On its second to last day as the front-month, gas futures for April delivery on the New York Mercantile Exchange rose 2.1 cents, or 0.5%, to settle at $3.861 per million British thermal units (MMBtu). On Tuesday, the contract closed at its lowest since February 28 for a second day in a row.
Futures for May, which will soon be the front-month, were trading down about 1% at around $3.86 per MMBtu.
Despite forecasts for more demand, traders noted that mild weather should allow utilities to keep adding fuel to storage.
Some analysts said gas stockpiles were on track to increase in March for the first time since 2012 and only the second time in history.
Gas stockpiles remained about 7% below normal levels for this time of year after extremely cold weather in January and February forced energy firms to pull large amounts of gas out of storage, including record amounts in January.
In the spot market, gas prices at the Waha Hub in the Permian shale in West Texas turned negative for the second time this month due to pipeline maintenance that trapped gas associated with oil production in the basin.
With Permian oil production hitting record highs every year since at least 2016, according to data from the U.S. Energy Information Administration and the Federal Reserve Bank of Dallas, energy firms have had a hard time building gas pipes fast enough to keep up with soaring associated gas output. Permian gas production has also hit record highs every year since at least 2018.
Pipeline constraints have caused next-day Waha prices to turn negative a record 49 times in 2024. Waha prices averaged below zero 17 times in 2019, six times in 2020 and once in 2023.
Supply and Demand
Financial firm LSEG said average gas output in the Lower 48 U.S. states rose to 106.0 billion cubic feet per day so far in March, up from a record 105.1 Bcf/d in February.
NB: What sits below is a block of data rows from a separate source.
//! Background job scheduler.
//!
//! When `BEADCAT_CRAWL_CRON` is set, every registered crawler is queued on
//! that schedule with default options. Runs go through the same queue as
//! admin requests.

use beadcat_core::CrawlOptions;
use sqlx::PgPool;
use tokio_cron_scheduler::{Job, JobScheduler, JobSchedulerError};

use crate::jobs::JobQueue;

/// Builds and starts the background job scheduler.
///
/// Returns the running [`JobScheduler`] handle, which must be kept alive for
/// the lifetime of the process. Dropping it shuts down all scheduled jobs.
///
/// # Errors
///
/// Returns [`JobSchedulerError`] if the scheduler cannot be initialised, the
/// cron expression is invalid, or the scheduler fails to start.
pub async fn build_scheduler(
    crawl_cron: Option<&str>,
    pool: PgPool,
    jobs: JobQueue,
) -> Result<JobScheduler, JobSchedulerError> {
    let scheduler = JobScheduler::new().await?;

    match crawl_cron {
        Some(cron) => register_crawl_job(&scheduler, cron, pool, jobs).await?,
        None => tracing::info!("BEADCAT_CRAWL_CRON not set; scheduled crawls disabled"),
    }

    scheduler.start().await?;
    Ok(scheduler)
}

async fn register_crawl_job(
    scheduler: &JobScheduler,
    cron: &str,
    pool: PgPool,
    jobs: JobQueue,
) -> Result<(), JobSchedulerError> {
    let job = Job::new_async(cron, move |_uuid, _lock| {
        let pool = pool.clone();
        let jobs = jobs.clone();

        Box::pin(async move {
            tracing::info!("scheduler: queueing scheduled crawls");
            enqueue_all(&pool, &jobs).await;
        })
    })?;

    scheduler.add(job).await?;
    tracing::info!(cron, "scheduler: crawl job registered");
    Ok(())
}

/// Records and queues one run per registered crawler. A failure for one
/// crawler is logged and does not stop the others.
async fn enqueue_all(pool: &PgPool, jobs: &JobQueue) {
    for name in beadcat_crawler::crawler_names() {
        let run = match beadcat_crawler::request_run(name, CrawlOptions::default()) {
            Ok(run) => run,
            Err(e) => {
                tracing::error!(crawler = name, error = %e, "scheduler: cannot request run");
                continue;
            }
        };

        if let Err(e) = beadcat_db::record_crawl_run(pool, &run).await {
            tracing::error!(crawler = name, error = %e, "scheduler: failed to record run");
            continue;
        }

        match jobs.submit(run.clone()) {
            Ok(()) => tracing::info!(crawler = name, run_id = %run.run_id, "scheduler: crawl queued"),
            Err(e) => tracing::warn!(crawler = name, error = %e, "scheduler: crawl not queued"),
        }
    }
}
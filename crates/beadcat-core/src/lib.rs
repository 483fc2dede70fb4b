pub mod aliases;
pub mod app_config;
pub mod config;
pub mod products;
pub mod runs;

pub use aliases::{configured_color_aliases, load_color_aliases, ColorAliases};
pub use app_config::{AppConfig, Environment};
pub use config::{load_app_config, load_app_config_from_env};
pub use products::{ParsedProductRecord, ProductDetail};
pub use runs::{CrawlOptions, CrawlOptionsRequest, CrawlRunState, RunStatus};

use thiserror::Error;

#[derive(Debug, Error)]
pub enum ConfigError {
    #[error("missing required environment variable: {0}")]
    MissingEnvVar(String),

    #[error("invalid value for {var}: {reason}")]
    InvalidEnvVar { var: String, reason: String },

    #[error("failed to read color alias file {path}: {source}")]
    AliasFileIo {
        path: String,
        #[source]
        source: std::io::Error,
    },

    #[error("failed to parse color alias file: {0}")]
    AliasFileParse(#[source] serde_yaml::Error),

    #[error("alias validation error: {0}")]
    Validation(String),
}

#[derive(Debug, Error)]
pub enum CoreError {
    #[error("invalid crawl option {option}: {reason}")]
    InvalidOption {
        option: &'static str,
        reason: String,
    },

    #[error("illegal run transition from {from} to {to}")]
    IllegalTransition { from: RunStatus, to: RunStatus },
}
mod api;
mod jobs;
mod middleware;
mod scheduler;

use std::sync::Arc;

use beadcat_crawler::{RetryPolicy, RunOrchestrator};
use beadcat_db::{PgCatalogStore, PgRunRecorder};
use tokio_util::sync::CancellationToken;
use tracing_subscriber::EnvFilter;

use crate::{
    api::{build_app, AppState},
    jobs::{JobQueue, Worker, QUEUE_CAPACITY},
    middleware::AuthState,
};

#[tokio::main]
async fn main() -> anyhow::Result<()> {
    dotenvy::dotenv().ok();
    let config = Arc::new(beadcat_core::load_app_config()?);
    let env_filter = EnvFilter::try_from_default_env()
        .or_else(|_| EnvFilter::try_new(config.log_level.clone()))?;
    tracing_subscriber::fmt().with_env_filter(env_filter).init();

    let pool_config = beadcat_db::PoolConfig::from_app_config(&config);
    let pool = beadcat_db::connect_pool(&config.database_url, pool_config).await?;
    beadcat_db::run_migrations(&pool).await?;

    let aliases = beadcat_core::configured_color_aliases(&config)?;
    let shutdown = CancellationToken::new();

    let (jobs, rx) = JobQueue::new(QUEUE_CAPACITY);
    let worker = Worker {
        config: Arc::clone(&config),
        orchestrator: RunOrchestrator::new(
            RetryPolicy::from_config(&config),
            PgRunRecorder::new(pool.clone()),
            shutdown.clone(),
        ),
        store: PgCatalogStore::new(pool.clone()),
        aliases,
    };
    let worker_handle = tokio::spawn(worker.run(rx, shutdown.clone()));

    let _scheduler =
        scheduler::build_scheduler(config.crawl_cron.as_deref(), pool.clone(), jobs.clone())
            .await?;

    let auth = AuthState::from_keys(
        config.api_keys.as_deref(),
        matches!(config.env, beadcat_core::Environment::Development),
    )?;
    let app = build_app(AppState { pool, jobs }, auth);

    let listener = tokio::net::TcpListener::bind(config.bind_addr).await?;
    tracing::info!(addr = %config.bind_addr, "beadcat server listening");
    axum::serve(listener, app)
        .with_graceful_shutdown(shutdown_signal(shutdown.clone()))
        .await?;

    // In-flight pages finish; the current run ends as discarded.
    shutdown.cancel();
    if let Err(e) = worker_handle.await {
        tracing::error!(error = %e, "crawl worker panicked");
    }
    Ok(())
}

async fn shutdown_signal(shutdown: CancellationToken) {
    let ctrl_c = async {
        tokio::signal::ctrl_c()
            .await
            .expect("failed to listen for ctrl-c");
    };

    #[cfg(unix)]
    let terminate = async {
        tokio::signal::unix::signal(tokio::signal::unix::SignalKind::terminate())
            .expect("failed to install signal handler")
            .recv()
            .await;
    };

    #[cfg(not(unix))]
    let terminate = std::future::pending::<()>();

    tokio::select! {
        () = ctrl_c => {},
        () = terminate => {},
    }

    tracing::info!("received shutdown signal, starting graceful shutdown");
    shutdown.cancel();
}
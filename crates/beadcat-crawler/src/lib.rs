pub mod code;
pub mod engine;
pub mod error;
pub mod export;
pub mod extract;
pub mod fetch;
pub mod normalize;
pub mod orchestrator;
mod pagination;
pub mod pipeline;
mod rate_limit;
pub mod sink;
pub mod sites;
pub mod taxonomy;
pub mod types;

pub use engine::{CrawlEngine, CrawlOutput, CrawlPhase, SkipEntry};
pub use error::{CrawlError, ExtractionError, FetchError, SkipKind, SkipReason, UnknownCrawlerError};
pub use export::{read_export, write_export, ExportError};
pub use extract::{DetailExtractor, DetailSelectors};
pub use fetch::{FetcherSettings, HttpFetcher, PageSource, ResponseCache};
pub use orchestrator::{
    request_run, NoopRecorder, RetryPolicy, RunFailure, RunOrchestrator, RunOutcome, RunRecorder,
};
pub use pipeline::{crawl_into_catalog, crawl_only, crawl_site, RunSummary};
pub use sink::{
    load_taxonomy, CatalogProduct, CatalogStore, CatalogUpsertSink, NewProduct, TaxonomyRef,
    UpsertError, UpsertFailure, UpsertReport,
};
pub use sites::{crawler_names, resolve, SiteCrawler};
pub use taxonomy::TaxonomyCache;
pub use types::{FetchedPage, RawProductTile};
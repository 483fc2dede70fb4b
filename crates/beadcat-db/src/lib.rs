use beadcat_core::AppConfig;
use sqlx::{postgres::PgPoolOptions, PgPool};
use std::time::Duration;
use thiserror::Error;
use uuid::Uuid;

const DEFAULT_MAX_CONNECTIONS: u32 = 10;
const DEFAULT_MIN_CONNECTIONS: u32 = 1;
const DEFAULT_ACQUIRE_TIMEOUT_SECS: u64 = 10;

// Path relative to crates/beadcat-db/Cargo.toml; resolves to <workspace-root>/migrations/
static MIGRATOR: sqlx::migrate::Migrator = sqlx::migrate!("../../migrations");

#[derive(Debug, Clone, Copy)]
pub struct PoolConfig {
    pub max_connections: u32,
    pub min_connections: u32,
    pub acquire_timeout_secs: u64,
}

impl Default for PoolConfig {
    fn default() -> Self {
        Self {
            max_connections: DEFAULT_MAX_CONNECTIONS,
            min_connections: DEFAULT_MIN_CONNECTIONS,
            acquire_timeout_secs: DEFAULT_ACQUIRE_TIMEOUT_SECS,
        }
    }
}

impl PoolConfig {
    #[must_use]
    pub fn from_app_config(config: &AppConfig) -> Self {
        Self {
            max_connections: config.db_max_connections,
            min_connections: config.db_min_connections,
            acquire_timeout_secs: config.db_acquire_timeout_secs,
        }
    }
}

#[derive(Debug, Error)]
pub enum DbError {
    #[error("record not found")]
    NotFound,
    #[error("crawl run {run_id} is already {status} and cannot be updated")]
    InvalidRunTransition { run_id: Uuid, status: String },
    #[error(transparent)]
    Sqlx(#[from] sqlx::Error),
    #[error(transparent)]
    Migration(#[from] sqlx::migrate::MigrateError),
}

/// Connect to a Postgres pool using explicit URL and config.
///
/// # Errors
///
/// Returns [`sqlx::Error`] if the connection cannot be established.
pub async fn connect_pool(database_url: &str, config: PoolConfig) -> Result<PgPool, sqlx::Error> {
    PgPoolOptions::new()
        .max_connections(config.max_connections)
        .min_connections(config.min_connections)
        .acquire_timeout(Duration::from_secs(config.acquire_timeout_secs))
        .connect(database_url)
        .await
}

/// Run all pending migrations against the pool.
///
/// Returns the number of migrations that were applied.
///
/// # Errors
///
/// Returns [`sqlx::migrate::MigrateError`] if any migration fails.
pub async fn run_migrations(pool: &PgPool) -> Result<usize, sqlx::migrate::MigrateError> {
    // The _sqlx_migrations table does not exist on a fresh database; treat
    // absence as zero applied.
    let applied_before = count_applied(pool).await;
    MIGRATOR.run(pool).await?;
    let applied_after = count_applied(pool).await;

    let delta = (applied_after - applied_before).max(0);
    Ok(usize::try_from(delta).unwrap_or(0))
}

async fn count_applied(pool: &PgPool) -> i64 {
    sqlx::query_scalar::<_, i64>("SELECT COUNT(*) FROM _sqlx_migrations WHERE success = true")
        .fetch_one(pool)
        .await
        .unwrap_or(0)
}

/// Send a `SELECT 1` to verify the pool has a live connection.
///
/// # Errors
///
/// Returns [`sqlx::Error`] if the query fails.
pub async fn ping(pool: &PgPool) -> Result<(), sqlx::Error> {
    sqlx::query_scalar::<_, i32>("SELECT 1")
        .fetch_one(pool)
        .await?;
    Ok(())
}

/// Run a full health check: ping the pool and return a typed error on failure.
///
/// # Errors
///
/// Returns [`DbError`] if the ping fails.
pub async fn health_check(pool: &PgPool) -> Result<(), DbError> {
    ping(pool).await?;
    Ok(())
}

#[cfg(test)]
mod tests {
    use super::*;

    #[test]
    fn pool_config_has_sane_defaults() {
        let config = PoolConfig::default();

        assert_eq!(config.max_connections, DEFAULT_MAX_CONNECTIONS);
        assert_eq!(config.min_connections, DEFAULT_MIN_CONNECTIONS);
        assert_eq!(config.acquire_timeout_secs, DEFAULT_ACQUIRE_TIMEOUT_SECS);
    }

    #[test]
    fn run_transition_error_names_run_and_status() {
        let run_id = Uuid::nil();
        let err = DbError::InvalidRunTransition {
            run_id,
            status: "succeeded".to_string(),
        };
        assert_eq!(
            err.to_string(),
            format!("crawl run {run_id} is already succeeded and cannot be updated")
        );
    }
}

pub mod catalog;
pub mod crawl_runs;
pub mod seed;

pub use catalog::PgCatalogStore;
pub use crawl_runs::{get_crawl_run, list_crawl_runs, record_crawl_run, CrawlRunRow, PgRunRecorder};
pub use seed::{seed_code_table, seed_taxonomy, SeedReport, STARTER_COLORS, STARTER_FINISHES};
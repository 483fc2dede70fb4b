//! Turns a [`RawProductTile`] into a [`ParsedProductRecord`].

use beadcat_core::ParsedProductRecord;
use chrono::Utc;

use crate::code::{extract_code_from_link, extract_codes, parse_price, CodeTable};
use crate::error::{SkipReason, UnsupportedCodeError};
use crate::taxonomy::{collapse_whitespace, TaxonomyCache};
use crate::types::RawProductTile;

/// Vendor facts applied to every tile a crawler extracts.
#[derive(Debug, Clone, Copy)]
pub struct VendorProfile {
    pub brand_name: &'static str,
    pub codes: &'static CodeTable,
    /// Brand/type phrases removed from names before color matching.
    pub name_noise: &'static [&'static str],
    /// Boilerplate text some listings append to names, e.g. hidden labels.
    pub name_suffixes: &'static [&'static str],
}

/// Normalizes one tile.
///
/// Every code token in the name is tried against the profile's table in
/// order, then the code in the detail link's slug. The first one the table
/// accepts wins.
///
/// # Errors
///
/// Returns [`SkipReason::UnsupportedCode`] when no candidate is found or
/// none falls inside the profile's code table.
pub fn normalize_tile(
    tile: RawProductTile,
    profile: &VendorProfile,
    taxonomy: &TaxonomyCache,
) -> Result<ParsedProductRecord, SkipReason> {
    let name = clean_name(&tile.name, profile.name_suffixes);

    let candidates: Vec<String> = extract_codes(&name)
        .chain(extract_code_from_link(tile.detail_link.path()))
        .collect();
    let parsed = candidates
        .iter()
        .find_map(|raw| profile.codes.parse_code(raw).ok())
        .ok_or_else(|| UnsupportedCodeError {
            family: profile.codes.family,
            item: name.clone(),
        })?;

    let mut noise: Vec<&str> = Vec::with_capacity(profile.name_noise.len() + candidates.len() + 1);
    noise.extend(candidates.iter().map(String::as_str));
    noise.push(&parsed.code);
    noise.extend_from_slice(profile.name_noise);

    let finish_names = taxonomy.match_finishes(&name);
    let color_names = taxonomy.match_colors(&name, &noise);

    Ok(ParsedProductRecord {
        product_code: parsed.code.clone(),
        brand_name: profile.brand_name.to_string(),
        type_name: parsed.type_name.to_string(),
        size: parsed.size.to_string(),
        color_names,
        finish_names,
        image_url: tile.image_link.map(String::from),
        source_url: tile.detail_link.to_string(),
        price: tile.price_text.as_deref().and_then(parse_price),
        detail: None,
        scraped_at: Utc::now(),
        name,
    })
}

fn clean_name(raw: &str, suffixes: &[&str]) -> String {
    let mut name = collapse_whitespace(raw);
    for suffix in suffixes {
        if let Some(stripped) = name.strip_suffix(suffix) {
            name = stripped.trim_end().to_string();
        }
    }
    name
}

#[cfg(test)]
mod tests {
    use super::*;
    use crate::code::DELICA;
    use reqwest::Url;
    use rust_decimal::Decimal;
    use std::collections::BTreeSet;

    const PROFILE: VendorProfile = VendorProfile {
        brand_name: "Miyuki",
        codes: &DELICA,
        name_noise: &["Miyuki Delica"],
        name_suffixes: &["Product Title"],
    };

    fn tile(name: &str, link: &str) -> RawProductTile {
        RawProductTile {
            index: 0,
            name: name.to_string(),
            detail_link: Url::parse(link).unwrap(),
            image_link: Some(Url::parse("https://beads.example.com/img/1.jpg").unwrap()),
            price_text: Some("$3.45".to_string()),
        }
    }

    fn taxonomy() -> TaxonomyCache {
        TaxonomyCache::new(["Crystal", "Silver"], ["Silver Lined", "Lined", "Opaque"])
    }

    #[test]
    fn normalizes_delica_tile() {
        let record = normalize_tile(
            tile(
                "DB-123 Miyuki Delica Silver Lined Crystal Product Title",
                "https://beads.example.com/p/db-123",
            ),
            &PROFILE,
            &taxonomy(),
        )
        .unwrap();

        assert_eq!(record.name, "DB-123 Miyuki Delica Silver Lined Crystal");
        assert_eq!(record.product_code, "DB-123");
        assert_eq!(record.brand_name, "Miyuki");
        assert_eq!(record.type_name, "Delica");
        assert_eq!(record.size, "11/0");
        assert_eq!(record.finish_names, BTreeSet::from(["Silver Lined".to_string()]));
        assert_eq!(record.color_names, BTreeSet::from(["Crystal".to_string()]));
        assert_eq!(record.price, Some(Decimal::new(345, 2)));
        assert_eq!(record.source_url, "https://beads.example.com/p/db-123");
        assert_eq!(
            record.image_url.as_deref(),
            Some("https://beads.example.com/img/1.jpg")
        );
    }

    #[test]
    fn rejects_foreign_code_with_product_name() {
        let err = normalize_tile(
            tile("ABC-123 Glass Bead", "https://beads.example.com/p/abc-123"),
            &PROFILE,
            &taxonomy(),
        )
        .unwrap_err();
        assert!(matches!(err, SkipReason::UnsupportedCode(_)));
        assert_eq!(err.to_string(), "Skipping non-delicas: ABC-123 Glass Bead");
    }

    #[test]
    fn rejects_tile_without_any_code() {
        let err = normalize_tile(
            tile("Assorted Seed Beads", "https://beads.example.com/p/mix"),
            &PROFILE,
            &taxonomy(),
        )
        .unwrap_err();
        assert!(err.to_string().contains("Skipping non-delicas"));
    }

    #[test]
    fn falls_back_to_code_in_link() {
        let record = normalize_tile(
            tile(
                "Delica 15/0 Opaque Crystal",
                "https://beads.example.com/miyuki-delica-dbs-0042.html",
            ),
            &PROFILE,
            &taxonomy(),
        )
        .unwrap();
        assert_eq!(record.product_code, "DBS-0042");
        assert_eq!(record.size, "15/0");
        assert_eq!(record.color_names, BTreeSet::from(["Crystal".to_string()]));
    }

    #[test]
    fn later_code_is_used_when_first_is_foreign() {
        let record = normalize_tile(
            tile(
                "XY-12 Miyuki Delica Opaque Crystal DB-0723",
                "https://beads.example.com/p/xy-12",
            ),
            &PROFILE,
            &taxonomy(),
        )
        .unwrap();
        assert_eq!(record.product_code, "DB-0723");
        assert_eq!(record.size, "11/0");
        assert_eq!(record.color_names, BTreeSet::from(["Crystal".to_string()]));
    }

    #[test]
    fn foreign_code_in_name_falls_back_to_link() {
        let record = normalize_tile(
            tile(
                "AB-77 Seed Bead Crystal",
                "https://beads.example.com/miyuki-delica-db-0042.html",
            ),
            &PROFILE,
            &taxonomy(),
        )
        .unwrap();
        assert_eq!(record.product_code, "DB-0042");
    }

    #[test]
    fn unparseable_price_is_none() {
        let mut t = tile("DB-0001 Miyuki Delica Crystal", "https://beads.example.com/p/1");
        t.price_text = Some("Sold out".to_string());
        let record = normalize_tile(t, &PROFILE, &taxonomy()).unwrap();
        assert!(record.price.is_none());
    }
}
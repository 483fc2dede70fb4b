mod crawlers;

use axum::{
    extract::State,
    http::{header, HeaderName, Method, StatusCode},
    response::IntoResponse,
    routing::{get, post},
    Extension, Json, Router,
};
use chrono::{DateTime, Utc};
use serde::Serialize;
use sqlx::PgPool;
use tower::ServiceBuilder;
use tower_http::cors::CorsLayer;

use crate::jobs::JobQueue;
use crate::middleware::{request_id, require_bearer_auth, AuthState, RequestId};

#[derive(Clone)]
pub struct AppState {
    pub pool: PgPool,
    pub jobs: JobQueue,
}

#[derive(Debug, Serialize)]
pub struct ApiResponse<T: Serialize> {
    pub data: T,
    pub meta: ResponseMeta,
}

#[derive(Debug, Serialize)]
pub struct ResponseMeta {
    pub request_id: String,
    pub timestamp: DateTime<Utc>,
}

#[derive(Debug, Serialize)]
pub struct ApiError {
    pub error: ErrorBody,
    pub meta: ResponseMeta,
}

#[derive(Debug, Serialize)]
pub struct ErrorBody {
    pub code: String,
    pub message: String,
}

#[derive(Debug, Serialize, PartialEq, Eq)]
struct HealthData {
    status: &'static str,
    database: &'static str,
}

impl ResponseMeta {
    pub(super) fn new(request_id: String) -> Self {
        Self {
            request_id,
            timestamp: Utc::now(),
        }
    }
}

impl ApiError {
    pub fn new(
        request_id: impl Into<String>,
        code: impl Into<String>,
        message: impl Into<String>,
    ) -> Self {
        Self {
            error: ErrorBody {
                code: code.into(),
                message: message.into(),
            },
            meta: ResponseMeta::new(request_id.into()),
        }
    }
}

impl IntoResponse for ApiError {
    fn into_response(self) -> axum::response::Response {
        let status = match self.error.code.as_str() {
            "not_found" => StatusCode::NOT_FOUND,
            "unauthorized" => StatusCode::UNAUTHORIZED,
            "bad_request" | "validation_error" => StatusCode::BAD_REQUEST,
            "queue_full" | "service_unavailable" => StatusCode::SERVICE_UNAVAILABLE,
            _ => StatusCode::INTERNAL_SERVER_ERROR,
        };
        (status, Json(self)).into_response()
    }
}

pub(super) fn normalize_limit(limit: Option<i64>) -> i64 {
    limit.unwrap_or(50).clamp(1, 200)
}

pub(super) fn map_db_error(request_id: String, error: &beadcat_db::DbError) -> ApiError {
    tracing::error!(error = %error, "database query failed");
    ApiError::new(request_id, "internal_error", "database query failed")
}

fn build_cors() -> CorsLayer {
    CorsLayer::new()
        .allow_origin(tower_http::cors::Any)
        .allow_methods([Method::GET, Method::POST])
        .allow_headers([
            header::CONTENT_TYPE,
            header::AUTHORIZATION,
            HeaderName::from_static("x-request-id"),
        ])
}

fn admin_router(auth: AuthState) -> Router<AppState> {
    Router::new()
        .route("/admin/crawlers", get(crawlers::list_crawlers))
        .route("/admin/crawlers/{name}/run", post(crawlers::run_crawler))
        .route("/admin/crawl-runs", get(crawlers::list_crawl_runs))
        .route("/admin/crawl-runs/{run_id}", get(crawlers::get_crawl_run))
        .layer(axum::middleware::from_fn_with_state(
            auth,
            require_bearer_auth,
        ))
}

pub fn build_app(state: AppState, auth: AuthState) -> Router {
    let public_routes = Router::new().route("/api/v1/health", get(health));

    Router::new()
        .merge(public_routes)
        .merge(admin_router(auth))
        .layer(
            ServiceBuilder::new()
                .layer(build_cors())
                .layer(axum::middleware::from_fn(request_id)),
        )
        .with_state(state)
}

async fn health(
    State(state): State<AppState>,
    Extension(req_id): Extension<RequestId>,
) -> impl IntoResponse {
    let meta = ResponseMeta::new(req_id.0);

    match beadcat_db::health_check(&state.pool).await {
        Ok(()) => (
            StatusCode::OK,
            Json(ApiResponse {
                data: HealthData {
                    status: "ok",
                    database: "ok",
                },
                meta,
            }),
        ),
        Err(e) => {
            tracing::warn!(error = %e, "health check: database unavailable");
            (
                StatusCode::SERVICE_UNAVAILABLE,
                Json(ApiResponse {
                    data: HealthData {
                        status: "degraded",
                        database: "unavailable",
                    },
                    meta,
                }),
            )
        }
    }
}

#[cfg(test)]
#[path = "api_test.rs"]
mod tests;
Meteorologists projected temperatures in the Lower 48 states would remain mostly warmer than normal through April 10.
With seasonally milder weather coming, LSEG forecast average gas demand in the Lower 48, including exports, will slide from 108.3 Bcf/d this week to 104.1 Bcf/d next week. Those forecasts were higher than LSEG's outlook on Tuesday.
Gas flowing to the eight big operating U.S. LNG export plants rose to an average of 15.8 Bcf/d so far in March from a record 15.6 Bcf/d in February as new units at Venture Global's 3.2-Bcf/d Plaquemines LNG plant under construction in Louisiana entered service and the return of Freeport LNG in Texas from a one-day outage.
The U.S. became the world's biggest LNG supplier in 2023, surpassing Australia and Qatar, as surging global prices fed demand for more exports due in part to supply disruptions and sanctions linked to Russia's 2022 invasion of Ukraine.
Gas traded around $13 per MMBtu at both the Dutch Title Transfer Facility benchmark in Europe and the Japan Korea Marker (JKM) benchmark in Asia.